Kate : Je vous ai fait un mémo sur cette clé USB. L’endroit s’appelle « la corniche ». C’est une rampe en béton, étroite, en sens unique, derrière la gare de Jackson Square à Jamaica Plain. Elle permet d’éviter le nœud de circulation et les feux, mais les gens hésitent à la prendre à cause des marginaux, des camés et d’une interdiction municipale.
Oleg : Vous êtes certaine qu’il n’y aura personne ?
Kate : On n’est jamais sûr de rien, mais avec ce froid, les dealers et les drogués resteront planqués chez eux. Je ne vous répète pas lemodus operandi ?
Oleg : Non, j’ai compris.
Kate : Vous avez noté l’adresse ?
Oleg : Oui, je l’ai.
Kate : Que l’on soit bien d’accord : si vous ne suivez pas exactement le processus, notre accord tombera à l’eau.

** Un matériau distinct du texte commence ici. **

//! Writes to the `project_employees` join table.
//!
//! Only the coordinator's transaction writes here. Removals are a single
//! `DELETE ... = ANY`, additions a single UNNEST insert, so a diff of any
//! size costs two round-trips.

use sqlx::PgConnection;
use staffing_roster::{RosterDiff, RosterError, RosterStore};
use staffing_types::{Employee, ProjectId};
use uuid::Uuid;

use crate::error::DbError;
use crate::postgres::PgTransaction;
use crate::rows::{EmployeeRow, decode_all};

/// The `project_employees` table.
#[derive(Debug, Clone, Copy, Default)]
pub struct PgRosterStore;

impl PgRosterStore {
    /// Every member of the project, including inactive employees.
    ///
    /// # Errors
    ///
    /// Returns [`DbError::Postgres`] if the query fails.
    pub async fn members(
        conn: &mut PgConnection,
        project_id: ProjectId,
    ) -> Result<Vec<Employee>, DbError> {
        let rows = sqlx::query_as::<_, EmployeeRow>(
            r"SELECT e.id, e.name, e.status::TEXT AS status
              FROM project_employees pe
              JOIN employees e ON e.id = pe.employee_id
              WHERE pe.project_id = $1
              ORDER BY e.name, e.id",
        )
        .bind(project_id.into_inner())
        .fetch_all(conn)
        .await?;

        decode_all(rows)
    }

    /// Delete and insert membership rows according to `diff`.
    ///
    /// # Errors
    ///
    /// Returns [`DbError::Postgres`] if either statement fails, including a
    /// primary-key violation for an addition that is already present.
    pub async fn apply(
        conn: &mut PgConnection,
        project_id: ProjectId,
        diff: &RosterDiff,
    ) -> Result<(), DbError> {
        if !diff.to_remove.is_empty() {
            let removed: Vec<Uuid> = diff.to_remove.iter().map(|id| id.into_inner()).collect();
            sqlx::query(
                r"DELETE FROM project_employees
                  WHERE project_id = $1 AND employee_id = ANY($2)",
            )
            .bind(project_id.into_inner())
            .bind(&removed)
            .execute(&mut *conn)
            .await?;
        }

        if !diff.to_add.is_empty() {
            let added: Vec<Uuid> = diff.to_add.iter().map(|id| id.into_inner()).collect();
            sqlx::query(
                r"INSERT INTO project_employees (project_id, employee_id)
                  SELECT $1::UUID, employee_id FROM UNNEST($2::UUID[]) AS t(employee_id)",
            )
            .bind(project_id.into_inner())
            .bind(&added)
            .execute(&mut *conn)
            .await?;
        }

        tracing::debug!(
            project_id = %project_id,
            added = diff.to_add.len(),
            removed = diff.to_remove.len(),
            "Applied roster diff"
        );
        Ok(())
    }
}

impl RosterStore<PgTransaction> for PgRosterStore {
    async fn load_members(
        &self,
        tx: &mut PgTransaction,
        project_id: ProjectId,
    ) -> Result<Vec<Employee>, RosterError> {
        Ok(Self::members(tx.conn(), project_id).await?)
    }

    async fn apply_diff(
        &self,
        tx: &mut PgTransaction,
        project_id: ProjectId,
        diff: &RosterDiff,
    ) -> Result<(), RosterError> {
        Ok(Self::apply(tx.conn(), project_id, diff).await?)
    }
}
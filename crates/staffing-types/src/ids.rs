//! Type-safe identifier wrappers around [`Uuid`].
//!
//! Projects, employees, log entries, and actors each get their own id type
//! so a project id can never be passed where an employee id is expected.
//! All ids use UUID v7 (time-ordered) when generated app-side.

use serde::{Deserialize, Serialize};
use uuid::Uuid;

/// Generates a newtype wrapper around [`Uuid`] with standard derives.
macro_rules! define_id {
    (
        $(#[$meta:meta])*
        $name:ident
    ) => {
        $(#[$meta])*
        #[derive(Debug, Clone, Copy, PartialEq, Eq, PartialOrd, Ord, Hash, Serialize, Deserialize)]
        #[serde(transparent)]
        pub struct $name(pub Uuid);

        impl $name {
            /// Create a new identifier using UUID v7 (time-ordered).
            pub fn new() -> Self {
                Self(Uuid::now_v7())
            }

            /// Return the inner [`Uuid`] value.
            pub const fn into_inner(self) -> Uuid {
                self.0
            }

            /// Whether this is the all-zero (nil) UUID.
            pub const fn is_nil(self) -> bool {
                self.0.is_nil()
            }
        }

        impl Default for $name {
            fn default() -> Self {
                Self::new()
            }
        }

        impl core::fmt::Display for $name {
            fn fmt(&self, f: &mut core::fmt::Formatter<'_>) -> core::fmt::Result {
                write!(f, "{}", self.0)
            }
        }

        impl From<Uuid> for $name {
            fn from(id: Uuid) -> Self {
                Self(id)
            }
        }

        impl From<$name> for Uuid {
            fn from(id: $name) -> Self {
                id.0
            }
        }
    };
}

define_id! {
    /// Unique identifier for a project.
    ProjectId
}

define_id! {
    /// Unique identifier for an employee.
    EmployeeId
}

define_id! {
    /// Unique identifier for a membership log entry.
    MembershipLogEntryId
}

define_id! {
    /// Opaque identifier of the user performing a roster change.
    ///
    /// Authentication happens upstream; the roster subsystem only records it.
    ActorId
}

#[cfg(test)]
mod tests {
    use super::*;

    #[test]
    fn ids_are_distinct_types() {
        let project = ProjectId::new();
        let employee = EmployeeId::new();
        assert_ne!(project.into_inner(), Uuid::nil());
        assert_ne!(employee.into_inner(), Uuid::nil());
    }

    #[test]
    fn id_serializes_as_bare_uuid() {
        let id = EmployeeId::new();
        let json = serde_json::to_string(&id).unwrap_or_default();
        assert_eq!(json, format!("\"{}\"", id.into_inner()));
    }

    #[test]
    fn id_display_matches_uuid() {
        let id = ProjectId::new();
        assert_eq!(id.to_string(), id.into_inner().to_string());
    }

    #[test]
    fn nil_detection() {
        assert!(ActorId::from(Uuid::nil()).is_nil());
        assert!(!ActorId::new().is_nil());
    }
}
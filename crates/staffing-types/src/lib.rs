//! Shared type definitions for project staffing.
//!
//! This crate is the single source of truth for the entities the roster
//! subsystem reads and writes. Persistence shapes live in `staffing-db`;
//! these are the domain shapes every other crate speaks.
//!
//! # Modules
//!
//! - [`ids`] -- Type-safe UUID wrappers for all entity identifiers
//! - [`enums`] -- Lifecycle status and membership action enumerations
//! - [`structs`] -- Projects, employees, memberships, and log entries

pub mod enums;
pub mod ids;
pub mod structs;

// Re-export all public types at crate root for convenience.
pub use enums::{LifecycleStatus, MembershipAction, UnknownVariant};
pub use ids::{ActorId, EmployeeId, MembershipLogEntryId, ProjectId};
pub use structs::{Employee, Membership, MembershipLogEntry, Project, ProjectRoster};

Oleg : J’ai saisi, je vous dis. Une dernière chose : quelle est l’identité de la personne que je dois tuer ?
Kate : Il s’agit de cet homme sur la photo. Il s’appelle Matthew Shapiro. C’est mon mari.
22
Le groupe Helsinki
La mort est une dette qu’on ne paie qu’une fois.
William SHAKESPEARE
Le cœur d’Emma bondit dans sa poitrine. Pendant plus d’une minute, elle resta sans voix, encaissant la nouvelle avec stupéfaction, incapable d’articuler la moindre phrase.
Kate avait engagé un tueur à gages pour supprimer Matt…
Mais pour quelle raison ? Parce qu’elle ne l’aimait plus et parce qu’elle voulait vivre avec Nick ? Impossible, on ne tue pas les gens pour ça. Il suffit de divorcer. Avoir la garde exclusive de sa fille ? Ça ne tenait pas debout non plus. L’argent ? D’après ce qu’elle avait compris, Matthew n’avait pas de fortune et Nick était l’un des hommes les plus riches du pays. Quoi, alors ? Une vengeance ?
Emma essaya de mettre en ordre ses pensées. De quoi était-elle certaine ? Kate n’avait jamais cessé d’aimer son grand amour de jeunesse, Nick Fitch. Après une longue période de séparation, elle avait manifestement renoué avec lui, mais elle avait aussi profité de cette promiscuité pour lui voler des informations confidentielles qu’elle avait vraisemblablement revendues à prix d’or pour pouvoir s’offrir les services d’un tueur à gages et éliminer son mari.
C’est une histoire de fous…
Il y avait forcément un lien entre tous ces événements, mais, pour le moment, il lui échappait. Emma se prit la tête entre les mains. Sa nuque était ankylosée, ses jambes et sa cage thoracique douloureuses.
Une autre question la taraudait. Pourquoi, en 2011, Matt était-il toujours en vie ? Pourquoi le cascadeur avait-il finalement échoué à l’éliminer ?
– Tu es toujours au bout du fil, Romuald ? Refais-moi écouter l’enregistrement, s’il te plaît.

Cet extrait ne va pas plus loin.